In the records below, some lines contain "Ordering"; state the number of such lines and nothing else.

* _MATERIAL PROVIDED_:
++++++++++++++++++++
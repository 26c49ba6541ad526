//! tee-rpc: the two-queue byte-stream transport a JSON-RPC codec is plugged
//! onto (spec §4.6).
//!
//! There is no kernel-mode process to block a codec's `Read`/`Write` calls
//! in — the guest drives the transport by issuing RPC-REQ/RPC-RES monitor
//! calls. `RpcChannel` turns that into message-driven, non-blocking I/O
//! without the codec ever knowing: `recv` fills the read queue from one
//! RPC-REQ transfer, the codec drains it with `read`/refills `write_queue`
//! via `write`, and `flush` drains `write_queue` back to the guest over one
//! or more RPC-RES transfers.

#![no_std]

extern crate alloc;

use alloc::collections::VecDeque;
use alloc::vec;
use tee_syscall::{transfer_region, MonitorError};

/// The guest's owned memory, as the RPC layer needs to see it: a flat
/// byte-addressable region the monitor can read and write at an
/// already-validated offset. Real backings (DMA-mapped RAM, a host-process
/// mock) implement this; `tee-rpc` never touches raw pointers itself.
pub trait GuestMemory {
    fn read_at(&self, offset: usize, buf: &mut [u8]);
    fn write_at(&mut self, offset: usize, buf: &[u8]);
}

/// Outcome of one `flush` call (spec §4.6 "Flush").
#[derive(Debug, Clone, Copy, PartialEq, Eq)]
pub enum FlushOutcome {
    /// The dispatcher passed a negative errno: the copy was skipped and the
    /// guest should see that errno as its RPC-RES return value.
    Aborted(i32),
    /// `n` bytes were copied out of the write queue (`0` is a normal empty
    /// queue, not a failure — the guest may call RPC-RES again once more
    /// data has been produced).
    Transferred(usize),
}

/// Half-duplex byte queues carrying in-flight RPC bytes in each direction,
/// owned by one execution context (spec §3 "Read buffer / Write buffer").
#[derive(Default, Clone)]
pub struct RpcChannel {
    read_queue: VecDeque<u8>,
    write_queue: VecDeque<u8>,
}

impl RpcChannel {
    pub fn new() -> Self {
        Self {
            read_queue: VecDeque::new(),
            write_queue: VecDeque::new(),
        }
    }

    /// Whether this channel's in-flight read buffer — the bytes an
    /// RPC-REQ has copied from guest memory but the codec hasn't drained
    /// yet — is bitwise equal to `other`'s (spec §4.7 step 3, §8 testable
    /// property 4: lockstep equality covers "up to and including the
    /// in-flight RPC read buffer").
    pub fn reads_match(&self, other: &Self) -> bool {
        self.read_queue == other.read_queue
    }

    /// Handles RPC-REQ: validates the transfer region and copies `length`
    /// bytes from guest memory to the tail of the read queue.
    pub fn recv(&mut self, mem: &dyn GuestMemory, mem_start: usize, mem_size: usize, addr: usize, length: usize) -> Result<(), MonitorError> {
        let off = transfer_region(addr, length, mem_start, mem_size)?;
        let mut buf = vec![0u8; length];
        mem.read_at(off, &mut buf);
        self.read_queue.extend(buf);
        Ok(())
    }

    /// Handles RPC-RES: validates the transfer region, then either skips
    /// the copy (negative errno) or copies up to `length` bytes from the
    /// head of the write queue into guest memory.
    pub fn flush(&mut self, mem: &mut dyn GuestMemory, mem_start: usize, mem_size: usize, addr: usize, length: usize, errno: i32) -> Result<FlushOutcome, MonitorError> {
        let off = transfer_region(addr, length, mem_start, mem_size)?;

        if errno < 0 {
            return Ok(FlushOutcome::Aborted(errno));
        }

        let n = self.write_queue.len().min(length);
        if n == 0 {
            return Ok(FlushOutcome::Transferred(0));
        }

        let bytes: alloc::vec::Vec<u8> = self.write_queue.drain(..n).collect();
        mem.write_at(off, &bytes);
        Ok(FlushOutcome::Transferred(n))
    }

    /// The codec's `Read`: drains up to `p.len()` bytes from the read
    /// queue, possibly fewer if it isn't full. Never blocks.
    pub fn read(&mut self, p: &mut [u8]) -> usize {
        let n = p.len().min(self.read_queue.len());
        for slot in p[..n].iter_mut() {
            *slot = self.read_queue.pop_front().expect("checked by min() above");
        }
        n
    }

    /// The codec's `Write`: appends the reply to the write queue. Never
    /// fails — back-pressure is the guest's problem to solve by draining
    /// via RPC-RES.
    pub fn write(&mut self, p: &[u8]) {
        self.write_queue.extend(p.iter().copied());
    }

    /// The codec's `Close`. Has no effect — matches the original transport,
    /// which never tears down the underlying queues.
    pub fn close(&mut self) {}

    pub fn pending_read(&self) -> usize {
        self.read_queue.len()
    }

    pub fn pending_write(&self) -> usize {
        self.write_queue.len()
    }
}
//! Integration tests for the execution-context register files and loader.
//!
//! None of these exercise `execute()` itself — that requires the target
//! ISA's vector stub and a real privilege transition — but everything
//! else (construction, accessors, cloning, lockstep comparison) is plain
//! data manipulation and runs under `std` on any host.

use tee_context::*;

#[test]
fn context_ids_are_monotonic_and_distinct() {
    let a = ContextId::next();
    let b = ContextId::next();
    assert!(b.value() > a.value());
}

#[test]
fn memory_end_is_start_plus_size() {
    let mem = Memory::new(0x4000_0000, 0x1000);
    assert_eq!(mem.end(), 0x4000_1000);
}

#[test]
fn load_arm_sets_entry_pc_and_svc_mode() {
    let mem = Memory::new(0x1000_0000, 0x10000);
    let ctx = ExecutionContext::load_arm(0x1000_0040, mem, true);
    match &ctx.registers {
        Registers::Arm(r) => {
            assert_eq!(r.pc, 0x1000_0040);
            assert_eq!(r.cpsr & 0x1f, 0b10011);
            assert_ne!(r.fpexc, 0, "secure contexts get FPEXC.EN set");
        }
        Registers::RiscV(_) => panic!("expected an ARM register file"),
    }
    assert!(ctx.secure);
    assert_eq!(ctx.memory, mem);
}

#[test]
fn load_arm_nonsecure_leaves_fp_bank_disabled() {
    let mem = Memory::new(0x2000_0000, 0x1000);
    let ctx = ExecutionContext::load_arm(0, mem, false);
    match &ctx.registers {
        Registers::Arm(r) => assert_eq!(r.fpexc, 0),
        _ => panic!("expected an ARM register file"),
    }
}

#[test]
fn load_riscv_sets_entry_pc_and_mode() {
    let mem = Memory::new(0x8000_0000, 0x2000);
    let ctx = ExecutionContext::load_riscv(0x8000_1000, mem, true);
    match &ctx.registers {
        Registers::RiscV(r) => {
            assert_eq!(r.mepc, 0x8000_1000);
            assert!(r.secure);
            assert!(r.interrupt);
        }
        _ => panic!("expected a RISC-V register file"),
    }
}

#[test]
fn riscv_argument_register_mapping() {
    let mem = Memory::new(0, 0x1000);
    let mut ctx = ExecutionContext::load_riscv(0, mem, false);
    ctx.set_arg(0, 0xAAAA);
    ctx.set_arg(1, 0xBBBB);
    ctx.set_arg(2, 0xCCCC);
    assert_eq!(ctx.arg(0), 0xAAAA);
    assert_eq!(ctx.arg(1), 0xBBBB);
    assert_eq!(ctx.arg(2), 0xCCCC);

    if let Registers::RiscV(r) = &ctx.registers {
        assert_eq!(r.x(10), 0xAAAA);
        assert_eq!(r.x(11), 0xBBBB);
        assert_eq!(r.x(12), 0xCCCC);
    }
}

#[test]
fn arm_argument_register_mapping() {
    let mem = Memory::new(0, 0x1000);
    let mut ctx = ExecutionContext::load_arm(0, mem, false);
    ctx.set_arg(0, 0xDEAD);
    ctx.set_arg(1, 0xBEEF);
    assert_eq!(ctx.arg(0), 0xDEAD);
    assert_eq!(ctx.arg(1), 0xBEEF);
}

#[test]
fn ret_splits_across_r0_r1_on_arm_but_not_riscv() {
    let mem = Memory::new(0, 0x1000);

    let mut arm_ctx = ExecutionContext::load_arm(0, mem, false);
    arm_ctx.ret(0x0000_0002_0000_0001);
    if let Registers::Arm(r) = &arm_ctx.registers {
        assert_eq!(r.r[0], 1);
        assert_eq!(r.r[1], 2);
    }

    let mut riscv_ctx = ExecutionContext::load_riscv(0, mem, false);
    riscv_ctx.ret(42);
    assert_eq!(riscv_ctx.arg(0), 42);
}

#[test]
fn set_rpc_res_return_writes_a_single_register_not_split() {
    let mem = Memory::new(0, 0x1000);

    let mut arm_ctx = ExecutionContext::load_arm(0, mem, false);
    arm_ctx.set_rpc_res_return(-5);
    if let Registers::Arm(r) = &arm_ctx.registers {
        assert_eq!(r.r[2] as i32, -5);
    }

    let mut riscv_ctx = ExecutionContext::load_riscv(0, mem, false);
    riscv_ctx.set_rpc_res_return(12);
    assert_eq!(riscv_ctx.arg(0), 12);
}

#[test]
fn rewind_pc_only_affects_arm() {
    let mem = Memory::new(0, 0x1000);

    let mut arm_ctx = ExecutionContext::load_arm(0x100, mem, false);
    arm_ctx.rewind_pc();
    if let Registers::Arm(r) = &arm_ctx.registers {
        assert_eq!(r.pc, 0xfc);
    }

    let mut riscv_ctx = ExecutionContext::load_riscv(0x100, mem, false);
    riscv_ctx.rewind_pc();
    if let Registers::RiscV(r) = &riscv_ctx.registers {
        assert_eq!(r.mepc, 0x100);
    }
}

#[test]
fn clone_shadow_is_independent_and_starts_equal() {
    let mem = Memory::new(0x9000_0000, 0x4000);
    let mut primary = ExecutionContext::load_riscv(0x9000_0100, mem, true);
    primary.set_arg(0, 7);

    let shadow = primary.clone_shadow();
    assert!(primary.equals(&shadow));

    primary.set_arg(0, 8);
    assert!(!primary.equals(&shadow));
}

#[test]
fn equals_rejects_mismatched_architectures() {
    let mem = Memory::new(0, 0x1000);
    let arm_ctx = ExecutionContext::load_arm(0, mem, false);
    let riscv_ctx = ExecutionContext::load_riscv(0, mem, false);
    assert!(!arm_ctx.equals(&riscv_ctx));
}
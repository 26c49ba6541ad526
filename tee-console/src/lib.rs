//! `print!`/`println!` and a `log::Log` backend over a single global
//! [`Console`] sink.
//!
//! This is the same sink the monitor's WRITE call writes guest bytes to
//! (spec §4.5, call 1) and that the monitor's own diagnostics — unhandled
//! exception dumps, lockstep failures, isolation setup errors — go through
//! at `debug`/`warn`/`error` level. Guest output and monitor logging share
//! one path so nothing needs a second, parallel plumbing story for `no_std`.

#![no_std]

pub extern crate log;

use core::fmt;
use log::{Level, LevelFilter, Log, Metadata, Record};
use spin::Once;

/// A byte-oriented output sink. Implementors need only provide `put_char`;
/// `put_str` has a default that calls it once per byte, but a sink backed by
/// a buffered UART or an in-memory `Vec` should override it.
pub trait Console: Sync {
    fn put_char(&self, c: u8);

    fn put_str(&self, s: &str) {
        for byte in s.bytes() {
            self.put_char(byte);
        }
    }
}

static CONSOLE: Once<&'static dyn Console> = Once::new();

/// Installs the global console and registers it as the `log` backend.
///
/// Idempotent: a second call is ignored rather than panicking, since an
/// embedder composing several crates that each try to set up logging should
/// not have to coordinate who calls this first.
pub fn init_console(console: &'static dyn Console) {
    CONSOLE.call_once(|| console);
    let _ = log::set_logger(&Logger);
}

/// Sets the global maximum log level from a name (`"trace"` .. `"error"`,
/// case-insensitive). Anything else, including `None`, selects `Trace`.
pub fn set_log_level(env: Option<&str>) {
    let level = match env.map(str_to_lower_ascii) {
        Some(ref s) if s.as_str() == "error" => LevelFilter::Error,
        Some(ref s) if s.as_str() == "warn" => LevelFilter::Warn,
        Some(ref s) if s.as_str() == "info" => LevelFilter::Info,
        Some(ref s) if s.as_str() == "debug" => LevelFilter::Debug,
        _ => LevelFilter::Trace,
    };
    log::set_max_level(level);
}

/// Lowercases up to 15 ASCII bytes without an allocator.
fn str_to_lower_ascii(s: &str) -> Ascii15 {
    let mut buf = [0u8; 15];
    let mut len = 0;
    for byte in s.bytes().take(15) {
        buf[len] = byte.to_ascii_lowercase();
        len += 1;
    }
    Ascii15 { buf, len }
}

struct Ascii15 {
    buf: [u8; 15],
    len: usize,
}

impl Ascii15 {
    fn as_str(&self) -> &str {
        core::str::from_utf8(&self.buf[..self.len]).unwrap_or("")
    }
}

/// Writes one raw byte to the console, bypassing formatting entirely. This
/// is what the WRITE monitor call drives directly (spec §4.5, call 1): the
/// guest hands over one byte at a time, with no framing of its own.
pub fn put_byte(byte: u8) {
    let console = CONSOLE.get().expect("console not initialized");
    console.put_char(byte);
}

#[doc(hidden)]
pub fn _print(args: fmt::Arguments) {
    let console = CONSOLE.get().expect("console not initialized");
    let mut writer = ConsoleWriter { console: *console };
    fmt::write(&mut writer, args).unwrap();
}

struct ConsoleWriter {
    console: &'static dyn Console,
}

impl fmt::Write for ConsoleWriter {
    fn write_str(&mut self, s: &str) -> fmt::Result {
        self.console.put_str(s);
        Ok(())
    }
}

struct Logger;

impl Log for Logger {
    fn enabled(&self, _metadata: &Metadata) -> bool {
        true
    }

    fn log(&self, record: &Record) {
        if !self.enabled(record.metadata()) {
            return;
        }

        let (color, label) = match record.level() {
            Level::Error => ("31", "ERROR"),
            Level::Warn => ("93", " WARN"),
            Level::Info => ("34", " INFO"),
            Level::Debug => ("32", "DEBUG"),
            Level::Trace => ("90", "TRACE"),
        };

        let console = *CONSOLE.get().unwrap();
        console.put_str("\x1b[");
        console.put_str(color);
        console.put_str("m[");
        console.put_str(label);
        console.put_str("] ");

        let mut writer = ConsoleWriter { console };
        fmt::write(&mut writer, *record.args()).unwrap();

        console.put_str("\x1b[0m\n");
    }

    fn flush(&self) {}
}

#[macro_export]
macro_rules! print {
    ($($arg:tt)*) => {
        $crate::_print(format_args!($($arg)*));
    };
}

#[macro_export]
macro_rules! println {
    () => {
        $crate::_print(format_args!("\n"));
    };
    ($($arg:tt)*) => {
        {
            $crate::_print(format_args!($($arg)*));
            $crate::_print(format_args!("\n"));
        }
    };
}
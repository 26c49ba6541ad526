#![no_std]

//! tee-context: execution-context register files and the vector-stub
//! `execute()` entry for both supported ISAs.
//!
//! Only the register file and its identity live here. The surrounding
//! bookkeeping a running context needs — its owned memory's isolation
//! attributes, its monitor-call handler, its RPC queues, its lockstep
//! shadow — belongs to `tee-monitor`, which composes an `ExecutionContext`
//! the way `tee-isolation`/`tee-rpc` compose with it.

use core::arch::global_asm;
use core::sync::atomic::{AtomicUsize, Ordering};
use tee_syscall::Cause;

/// Identifies a context for diagnostics only; carries no scheduling meaning.
#[repr(transparent)]
#[derive(Debug, Clone, Copy, PartialEq, Eq, PartialOrd, Ord, Hash)]
pub struct ContextId(usize);

impl ContextId {
    /// Allocates the next identifier. Called once per `Load`.
    pub fn next() -> Self {
        static NEXT: AtomicUsize = AtomicUsize::new(1);
        ContextId(NEXT.fetch_add(1, Ordering::Relaxed))
    }

    pub fn value(self) -> usize {
        self.0
    }
}

/// A context's owned memory region, `[start, start + size)`.
#[derive(Debug, Clone, Copy, PartialEq, Eq)]
pub struct Memory {
    pub start: usize,
    pub size: usize,
}

impl Memory {
    pub fn new(start: usize, size: usize) -> Self {
        Self { start, size }
    }

    pub fn end(&self) -> usize {
        self.start + self.size
    }
}
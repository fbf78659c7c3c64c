/*
SPDX-FileCopyrightText: Copyright 2026 LG Electronics Inc.
SPDX-License-Identifier: MIT
*/

//! Errors returned when resolving a textual query against the catalog.
//!
//! The resolver itself is total: every `(Schedule, TimeOfDay)` pair has a
//! status.  Failures only come from the two inputs that arrive as strings,
//! the schedule id and the time.

use thiserror::Error;

use crate::time::TimeParseError;

#[derive(Debug, Clone, PartialEq, Eq, Error)]
pub enum ResolveError {
    /// The schedule id is not present in the catalog.
    ///
    /// Kept distinct from `PeriodStatus::NotInSession` so a typo in a
    /// schedule id can never masquerade as "school is out".
    #[error("no schedule defined for id '{id}'")]
    UnknownSchedule { id: String },

    /// The query time is not a valid `HH:MM` string.
    #[error("malformed query time: {0}")]
    MalformedTime(#[from] TimeParseError),
}
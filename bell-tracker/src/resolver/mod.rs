/*
SPDX-FileCopyrightText: Copyright 2026 LG Electronics Inc.
SPDX-License-Identifier: MIT
*/

//! Time-to-period resolution.
//!
//! [`PeriodResolver::resolve`] classifies a time of day against one
//! [`Schedule`].  The rules are evaluated in a fixed priority order and the
//! first match wins:
//!
//! | # | Condition | Status |
//! |---|---|---|
//! | 1 | `query < periods[0].start` | `Before School` |
//! | 2 | `query > after_school` | `After School` |
//! | 3 | `query < start` of the interval named `1`, outside every interval | `Period 1 starts at HH:MM` |
//! | 4a | `start_i <= query <= end_i` | label of interval `i` |
//! | 4b | `end_i < query < start_{i+1}` | `label_i → label_{i+1}` |
//! | 5 | nothing matched | `Not in session` |
//!
//! Rule 3 overlaps rule 1 whenever Period 1 is the first interval.  It reports
//! the gap between a leading block (e.g. "Homeroom") and Period 1, and takes
//! precedence over the transition of rule 4b there.  A running block such as
//! "Warning Bell" is still shown by name.
//!
//! The resolver holds no state between calls.  Each call recomputes the day
//! phase from scratch, so a ticking display and a one-off query behave
//! identically.

pub mod error;

pub use error::ResolveError;

use std::fmt;

use tracing::trace;

use crate::catalog::{Schedule, DEFAULT_AFTER_SCHOOL};
use crate::time::TimeOfDay;

// ── PeriodStatus ──────────────────────────────────────────────────────────────

/// What is happening at a given time on a given schedule.
///
/// `Display` produces the exact string shown to users.
#[derive(Debug, Clone, PartialEq, Eq)]
pub enum PeriodStatus {
    BeforeSchool,
    AfterSchool,
    /// Before Period 1 but after the schedule's first bell.
    PeriodOneStartsAt(TimeOfDay),
    /// Inside an interval; carries its display label.
    InInterval(String),
    /// In the gap between two consecutive intervals.
    Transition { from: String, to: String },
    NotInSession,
}

impl PeriodStatus {
    /// `true` while an interval is running.
    pub fn is_in_interval(&self) -> bool {
        matches!(self, PeriodStatus::InInterval(_))
    }
}

impl fmt::Display for PeriodStatus {
    fn fmt(&self, f: &mut fmt::Formatter<'_>) -> fmt::Result {
        match self {
            PeriodStatus::BeforeSchool => f.write_str("Before School"),
            PeriodStatus::AfterSchool => f.write_str("After School"),
            PeriodStatus::PeriodOneStartsAt(start) => write!(f, "Period 1 starts at {start}"),
            PeriodStatus::InInterval(label) => f.write_str(label),
            PeriodStatus::Transition { from, to } => write!(f, "{from} → {to}"),
            PeriodStatus::NotInSession => f.write_str("Not in session"),
        }
    }
}

// ── PeriodResolver ────────────────────────────────────────────────────────────

/// Stateless classifier of `(schedule, time)` pairs.
///
/// The only configuration is the after-school cut-off, which applies to every
/// schedule alike.  `Copy`, so each display card or request can hold its own.
#[derive(Debug, Clone, Copy, PartialEq, Eq)]
pub struct PeriodResolver {
    after_school: TimeOfDay,
}

impl Default for PeriodResolver {
    fn default() -> Self {
        Self::new(DEFAULT_AFTER_SCHOOL)
    }
}

impl PeriodResolver {
    pub fn new(after_school: TimeOfDay) -> Self {
        Self { after_school }
    }

    pub fn after_school(&self) -> TimeOfDay {
        self.after_school
    }

    /// Classify `query` against `schedule`.
    pub fn resolve(&self, schedule: &Schedule, query: TimeOfDay) -> PeriodStatus {
        let status = self.classify(schedule, query);
        trace!(schedule = %schedule.id, query = %query, status = %status, "resolved");
        status
    }

    fn classify(&self, schedule: &Schedule, query: TimeOfDay) -> PeriodStatus {
        let periods = &schedule.periods;

        if let Some(first_start) = schedule.first_start() {
            if query < first_start {
                return PeriodStatus::BeforeSchool;
            }
        }

        if query > self.after_school {
            return PeriodStatus::AfterSchool;
        }

        if let Some(period_one) = schedule.period_one() {
            if query < period_one.start && !periods.iter().any(|p| p.contains(query)) {
                return PeriodStatus::PeriodOneStartsAt(period_one.start);
            }
        }

        for (i, period) in periods.iter().enumerate() {
            if period.contains(query) {
                return PeriodStatus::InInterval(period.label());
            }

            if let Some(next) = periods.get(i + 1) {
                if period.end < query && query < next.start {
                    return PeriodStatus::Transition {
                        from: period.label(),
                        to: next.label(),
                    };
                }
            }
        }

        PeriodStatus::NotInSession
    }
}

// ── Tests ─────────────────────────────────────────────────────────────────────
++++++++++++++++++++
* _RESPONSE BOX_:
2